Adapted from Marescot et al. appendix 5, to Reed optimal control problem, including direct comparison against (semi) analytic optimum.

## step 1: define objectives

This is a conceptual step which does not require coding

## step 2: define states

```
K <- 150 # state space limit
states <- 0:K # Vector of all possible states
```

## step 3: define control actions

```
# Vector of actions: harvest
H <- states
```

## step 4: define dynamic model (with demographic parameters)

```
p <- c(6,0.05)
f <- function(x, h){
A <- p[1]
B <- p[2]
s <- pmax(x-h, 0)
A * s/(1 + B * s)
}
sigma_g = 0.1
```

## step 5: define utility

```
# Utility function
get_utility <- function(x,h) {
pmin(x,h)
}
```

## step 6: solve bellman equation with value iteration

```
# Initialize transition matrix
transition <- array(0, dim = c(length(states), length(states), length(H)))
# Initialize utility matrix
utility <- array(0, dim = c(length(states), length(H)))
```

```
# Fill in the transition and utility matrix
# Loop on all states
for (k in 0:K) {
# Loop on all actions
for (i in 1:length(H)) {
# Calculate the transition state at the next step, given the
# current state k and the harvest H[i]
nextpop <- f(k, H[i])
if(nextpop <= 0)
transition[k+1, , i] <- c(1, rep(0, length(states) - 1))
# Implement demographic stochasticity by drawing
# probability from a density function
else {
# We need to correct this density for the final capping state ("Pile on boundary")
# For discrete probability distribution, this is easy if `states` includes all possible
# discrete states below the capping state (e.g. all non-negative integers less than K).
# For a continuous distribution, this is more problematic as we have to first normalize the densities.
# EDIT: this can be negative, due to floating-point errors. so we take max(v,0) to avoid
# Get long-tailed denominator as normalizing factor (continuous distributions only):
fine_states <- seq(min(states), 10 * max(states), by = states[2]-states[1])
N <- sum(dlnorm(fine_states, log(nextpop), sdlog = sigma_g))
transition[k+1, , i] <- dlnorm(states, log(nextpop), sdlog = sigma_g) / N
# We need to correct this density for the final capping state ("Pile on boundary")
transition[k+1, K+1, i] <- max(1 - sum(transition[k+1, -(K+1), i]), 0)
}
# Compute utility
utility[k+1, i] <- get_utility(k, H[i])
} # end of action loop
} # end of state loop
```

```
# Discount factor
discount <- 0.95
# Action value vector at tmax
Vtmax <- numeric(length(states))
# Action value vector at t and t+1
Vt <- numeric(length(states))
Vtplus <- numeric(length(states))
# Optimal policy vector
D <- numeric(length(states))
# Time horizon
Tmax <- 150
```

## Solution calculated explicitly:

The backward iteration consists in storing action values in the vector `Vt`

which is the maximum of utility plus the future action values for all possible next states.
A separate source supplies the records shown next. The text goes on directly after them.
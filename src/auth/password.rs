// Password hashing and verification, kept behind a single service so the
// token issuer and access guard stay ignorant of the hashing scheme

use argon2::{
    password_hash::{rand_core::OsRng, PasswordHash, PasswordHasher, PasswordVerifier, SaltString},
    Argon2,
};

use crate::auth::error::AuthError;

/// Password service for hashing and verification
pub struct PasswordService;

impl PasswordService {
    /// Hash a password using Argon2id with a random salt
    pub fn hash_password(password: &str) -> Result<String, AuthError> {
        let salt = SaltString::generate(&mut OsRng);
        let hash = Argon2::default()
            .hash_password(password.as_bytes(), &salt)
            .map_err(|_| AuthError::PasswordHashError)?;
        Ok(hash.to_string())
    }

    /// Verify a password against a stored hash
    pub fn verify_password(password: &str, hash: &str) -> Result<bool, AuthError> {
        let parsed = PasswordHash::new(hash).map_err(|_| AuthError::PasswordHashError)?;
        Ok(Argon2::default()
            .verify_password(password.as_bytes(), &parsed)
            .is_ok())
    }
}

#[cfg(test)]
mod tests {
    use super::*;

    #[test]
    fn test_hash_and_verify_roundtrip() {
        let hash = PasswordService::hash_password("pw123456").unwrap();
        assert_ne!(hash, "pw123456");
        assert!(PasswordService::verify_password("pw123456", &hash).unwrap());
    }

    #[test]
    fn test_wrong_password_is_rejected() {
        let hash = PasswordService::hash_password("correct horse").unwrap();
        assert!(!PasswordService::verify_password("battery staple", &hash).unwrap());
    }

    #[test]
    fn test_same_password_hashes_differently() {
        // Random salts mean two hashes of the same input must differ
        let a = PasswordService::hash_password("pw123456").unwrap();
        let b = PasswordService::hash_password("pw123456").unwrap();
        assert_ne!(a, b);
    }

    #[test]
    fn test_garbage_hash_is_an_error() {
        assert!(PasswordService::verify_password("pw", "not-a-phc-string").is_err());
    }
}
// API client with a transparent access-token refresh interceptor.
//
// Every request carries the stored access token. On a 401 for a request
// that has not been retried yet, the client exchanges its refresh token
// for a new access token and replays the original request exactly once.
// If the refresh itself fails, all stored credentials are cleared and
// the caller gets a session-expired error (the redirect-to-login analog).

use std::sync::{Arc, Mutex};

use reqwest::{Method, StatusCode};
use serde::de::DeserializeOwned;
use serde_json::Value;
use thiserror::Error;
use tracing::debug;

use crate::auth::models::{LoginRequest, LoginResponse, RefreshRequest, RefreshResponse};

#[derive(Debug, Error)]
pub enum ClientError {
    /// Refresh failed; stored credentials were cleared
    #[error("session expired, please log in again")]
    SessionExpired,

    /// The server answered with a non-success status
    #[error("request failed with status {0}")]
    Status(StatusCode),

    #[error(transparent)]
    Http(#[from] reqwest::Error),
}

#[derive(Debug, Default, Clone)]
struct Credentials {
    access_token: Option<String>,
    refresh_token: Option<String>,
}

/// HTTP client for the coaching API with single-shot retry on expiry
#[derive(Clone)]
pub struct ApiClient {
    http: reqwest::Client,
    base_url: String,
    credentials: Arc<Mutex<Credentials>>,
}

impl ApiClient {
    pub fn new(base_url: impl Into<String>) -> Self {
        Self {
            http: reqwest::Client::new(),
            base_url: base_url.into(),
            credentials: Arc::new(Mutex::new(Credentials::default())),
        }
    }

    fn url(&self, path: &str) -> String {
        format!("{}{}", self.base_url, path)
    }

    fn access_token(&self) -> Option<String> {
        self.credentials.lock().unwrap().access_token.clone()
    }

    fn refresh_token(&self) -> Option<String> {
        self.credentials.lock().unwrap().refresh_token.clone()
    }

    /// Seed tokens directly (e.g. restored from storage)
    pub fn set_tokens(&self, access_token: Option<String>, refresh_token: Option<String>) {
        let mut creds = self.credentials.lock().unwrap();
        creds.access_token = access_token;
        creds.refresh_token = refresh_token;
    }

    pub fn clear_tokens(&self) {
        *self.credentials.lock().unwrap() = Credentials::default();
    }

    pub fn has_credentials(&self) -> bool {
        self.credentials.lock().unwrap().access_token.is_some()
    }

    /// Log in and store the returned token pair
    pub async fn login(&self, email: &str, password: &str) -> Result<LoginResponse, ClientError> {
        let response = self
            .http
            .post(self.url("/api/auth/login"))
            .json(&LoginRequest {
                email: email.to_string(),
                password: password.to_string(),
            })
            .send()
            .await?;

        if !response.status().is_success() {
            return Err(ClientError::Status(response.status()));
        }

        let login: LoginResponse = response.json().await?;
        self.set_tokens(
            Some(login.access_token.clone()),
            Some(login.refresh_token.clone()),
        );
        Ok(login)
    }

    /// Log out server-side and drop local credentials
    pub async fn logout(&self) -> Result<(), ClientError> {
        if let Some(refresh_token) = self.refresh_token() {
            self.http
                .post(self.url("/api/auth/logout"))
                .json(&RefreshRequest { refresh_token })
                .send()
                .await?;
        }
        self.clear_tokens();
        Ok(())
    }

    async fn refresh_access_token(&self) -> Result<(), ClientError> {
        let refresh_token = self.refresh_token().ok_or(ClientError::SessionExpired)?;

        let response = self
            .http
            .post(self.url("/api/auth/refresh"))
            .json(&RefreshRequest { refresh_token })
            .send()
            .await?;

        if !response.status().is_success() {
            self.clear_tokens();
            return Err(ClientError::SessionExpired);
        }

        let refreshed: RefreshResponse = response.json().await?;
        let mut creds = self.credentials.lock().unwrap();
        creds.access_token = Some(refreshed.access_token);
        Ok(())
    }

    async fn send_once(
        &self,
        method: &Method,
        path: &str,
        body: Option<&Value>,
    ) -> Result<reqwest::Response, ClientError> {
        let mut request = self.http.request(method.clone(), self.url(path));
        if let Some(token) = self.access_token() {
            request = request.bearer_auth(token);
        }
        if let Some(body) = body {
            request = request.json(body);
        }
        Ok(request.send().await?)
    }

    /// Send a request, refreshing and replaying at most once on a 401
    pub async fn request(
        &self,
        method: Method,
        path: &str,
        body: Option<Value>,
    ) -> Result<reqwest::Response, ClientError> {
        let response = self.send_once(&method, path, body.as_ref()).await?;
        if response.status() != StatusCode::UNAUTHORIZED {
            return Ok(response);
        }

        // Without a refresh token the original failure stands
        if self.refresh_token().is_none() {
            return Ok(response);
        }

        debug!("Access token rejected for {} {}, refreshing", method, path);
        self.refresh_access_token().await?;

        // The single replay; a second 401 is returned as-is
        self.send_once(&method, path, body.as_ref()).await
    }

    pub async fn get_json<T: DeserializeOwned>(&self, path: &str) -> Result<T, ClientError> {
        let response = self.request(Method::GET, path, None).await?;
        if !response.status().is_success() {
            return Err(ClientError::Status(response.status()));
        }
        Ok(response.json().await?)
    }

    pub async fn post_json<T: DeserializeOwned>(
        &self,
        path: &str,
        body: Value,
    ) -> Result<T, ClientError> {
        let response = self.request(Method::POST, path, Some(body)).await?;
        if !response.status().is_success() {
            return Err(ClientError::Status(response.status()));
        }
        Ok(response.json().await?)
    }
}

#[cfg(test)]
mod tests {
    use super::*;
    // axum talks http 1.x while reqwest 0.11 talks http 0.2, so the mock
    // server's status codes get their own alias
    use axum::{
        extract::State,
        http::{header, HeaderMap, StatusCode as ServerStatus},
        routing::{get, post},
        Json, Router,
    };
    use serde_json::json;
    use std::sync::atomic::{AtomicUsize, Ordering};

    const STALE: &str = "stale-access-token";
    const FRESH: &str = "fresh-access-token";
    const REFRESH: &str = "refresh-token-1";

    #[derive(Default)]
    struct MockState {
        protected_calls: AtomicUsize,
        refresh_calls: AtomicUsize,
        // When set, even a fresh token is rejected
        always_unauthorized: std::sync::atomic::AtomicBool,
    }

    async fn protected(
        State(state): State<Arc<MockState>>,
        headers: HeaderMap,
    ) -> (ServerStatus, Json<Value>) {
        state.protected_calls.fetch_add(1, Ordering::SeqCst);

        let authorized = headers
            .get(header::AUTHORIZATION)
            .and_then(|v| v.to_str().ok())
            .map(|v| v == format!("Bearer {}", FRESH))
            .unwrap_or(false);

        if authorized && !state.always_unauthorized.load(Ordering::SeqCst) {
            (ServerStatus::OK, Json(json!({ "ok": true })))
        } else {
            (ServerStatus::UNAUTHORIZED, Json(json!({ "error": "Invalid token" })))
        }
    }

    async fn refresh(
        State(state): State<Arc<MockState>>,
        Json(body): Json<Value>,
    ) -> (ServerStatus, Json<Value>) {
        state.refresh_calls.fetch_add(1, Ordering::SeqCst);

        if body["refreshToken"] == REFRESH {
            (
                ServerStatus::OK,
                Json(json!({ "accessToken": FRESH, "refreshToken": REFRESH })),
            )
        } else {
            (
                ServerStatus::FORBIDDEN,
                Json(json!({ "error": "Refresh token is not recognized" })),
            )
        }
    }

    async fn login(State(_): State<Arc<MockState>>) -> Json<Value> {
        Json(json!({
            "id": 1,
            "name": "Alice",
            "email": "alice@example.com",
            "role": "Student",
            "accessToken": STALE,
            "refreshToken": REFRESH,
        }))
    }

    async fn spawn_mock() -> (String, Arc<MockState>) {
        let state = Arc::new(MockState::default());
        let app = Router::new()
            .route("/protected", get(protected))
            .route("/api/auth/login", post(login))
            .route("/api/auth/refresh", post(refresh))
            .with_state(state.clone());

        let listener = tokio::net::TcpListener::bind("127.0.0.1:0").await.unwrap();
        let addr = listener.local_addr().unwrap();
        tokio::spawn(async move {
            axum::serve(listener, app).await.unwrap();
        });

        (format!("http://{}", addr), state)
    }

    #[tokio::test]
    async fn test_expired_token_is_refreshed_and_request_replayed_once() {
        let (base_url, state) = spawn_mock().await;
        let client = ApiClient::new(base_url);

        // Login hands back a token the server will reject
        client.login("alice@example.com", "pw123").await.unwrap();

        let body: Value = client.get_json("/protected").await.unwrap();
        assert_eq!(body["ok"], true);

        // One failed attempt, one refresh, one replay
        assert_eq!(state.protected_calls.load(Ordering::SeqCst), 2);
        assert_eq!(state.refresh_calls.load(Ordering::SeqCst), 1);
    }

    #[tokio::test]
    async fn test_missing_refresh_token_propagates_original_failure() {
        let (base_url, state) = spawn_mock().await;
        let client = ApiClient::new(base_url);
        client.set_tokens(Some(STALE.to_string()), None);

        let err = client.get_json::<Value>("/protected").await.unwrap_err();
        assert!(matches!(err, ClientError::Status(StatusCode::UNAUTHORIZED)));

        // No refresh attempted, no replay
        assert_eq!(state.protected_calls.load(Ordering::SeqCst), 1);
        assert_eq!(state.refresh_calls.load(Ordering::SeqCst), 0);
    }

    #[tokio::test]
    async fn test_refresh_failure_clears_credentials() {
        let (base_url, state) = spawn_mock().await;
        let client = ApiClient::new(base_url);
        client.set_tokens(Some(STALE.to_string()), Some("unknown-token".to_string()));

        let err = client.get_json::<Value>("/protected").await.unwrap_err();
        assert!(matches!(err, ClientError::SessionExpired));
        assert!(!client.has_credentials());
        assert_eq!(state.refresh_calls.load(Ordering::SeqCst), 1);
    }

    #[tokio::test]
    async fn test_at_most_one_retry_per_request() {
        let (base_url, state) = spawn_mock().await;
        state.always_unauthorized.store(true, Ordering::SeqCst);

        let client = ApiClient::new(base_url);
        client.set_tokens(Some(STALE.to_string()), Some(REFRESH.to_string()));

        let err = client.get_json::<Value>("/protected").await.unwrap_err();
        assert!(matches!(err, ClientError::Status(StatusCode::UNAUTHORIZED)));

        // Original attempt plus exactly one replay, no loop
        assert_eq!(state.protected_calls.load(Ordering::SeqCst), 2);
        assert_eq!(state.refresh_calls.load(Ordering::SeqCst), 1);
    }
}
Knowing the final action values, we can then backwardly reset the next action value `Vtplus`

to the new value `Vt`

. We start The backward iteration at time `T-1`

since we already defined the action value at `Tmax`

.

```
for (t in (Tmax - 1):1) {
# We define a matrix Q that stores the updated action values for
# all states (rows)
# actions (columns)
Q <- array(0, dim = c(length(states), length(H)))
for (i in 1:length(H)) {
# For each harvest rate we fill for all states values (row)
# the ith column (Action) of matrix Q
# The utility of the ith action recorded for all states is
# added to the product of the transition matrix of the ith
# action by the action value of all states
Q[,i] <- utility[, i] + discount * (transition[,,i] %*% Vtplus)
} # end of the harvest loop
# Find the optimal action value at time t is the maximum of Q
Vt <- apply(Q, 1, max)
# After filling vector Vt of the action values at all states, we
# update the vector Vt+1 to Vt and we go to the next step standing
# for previous time t-1, since we iterate backward
Vtplus <- Vt
} # end of the time loop
# Find optimal action for each state
for (k in 0:K) {
# We look for each state which column of Q corresponds to the
# maximum of the last updated value
# of Vt (the one at time t + 1). If the index vector is longer than 1
# (if there is more than one optimal value we chose the minimum
# harvest rate)
D[k + 1] <- H[(min(which(Q[k + 1, ] == Vt[k + 1])))]
}
```

## plot solution

`plot(states, states - D, xlab="Population size", ylab="Escapement")`

## proof of optimality: compare with analytical solution

From Reed (1979) we know that the optimal solution is a constant-escapement rule:

\[f'(s^*) = 1/\alpha\]

For growth-rate function \(f\), where \(\alpha\) is the discount factor and \(s^*\) the stock size for the constant escapement. Analytic solutions are clearly possible for certain growth functions, but here I’ve just implemented a generic numerical solution.

```
fun <- function(x) - f(x,0) + x / discount
out <- optimize(f = fun, interval = c(0,K))
S_star <- out$minimum
exact_policy <- sapply(states,
function(x)
if(x < S_star) 0
else x - S_star)
```

```
plot(states, states - D, xlab="Population size", ylab="Escapement")
# The difference between Bellman equation solution and the analytical
# solution is small:
lines(states, states - exact_policy)
```

## Using toolbox

```
library("MDPtoolbox")
mdp_check(P = transition, R = utility)
```

`[1] ""`

`out <- mdp_value_iteration(transition, utility, discount = discount, epsilon = 0.001, max_iter = 5e3, V0 = Vtmax)`

`[1] "MDP Toolbox: iterations stopped, epsilon-optimal policy found"`

```
plot(states, states - D, xlab="Population size", ylab="Escapement")
lines(states, states - H[out$policy], col="red", lty=2)
```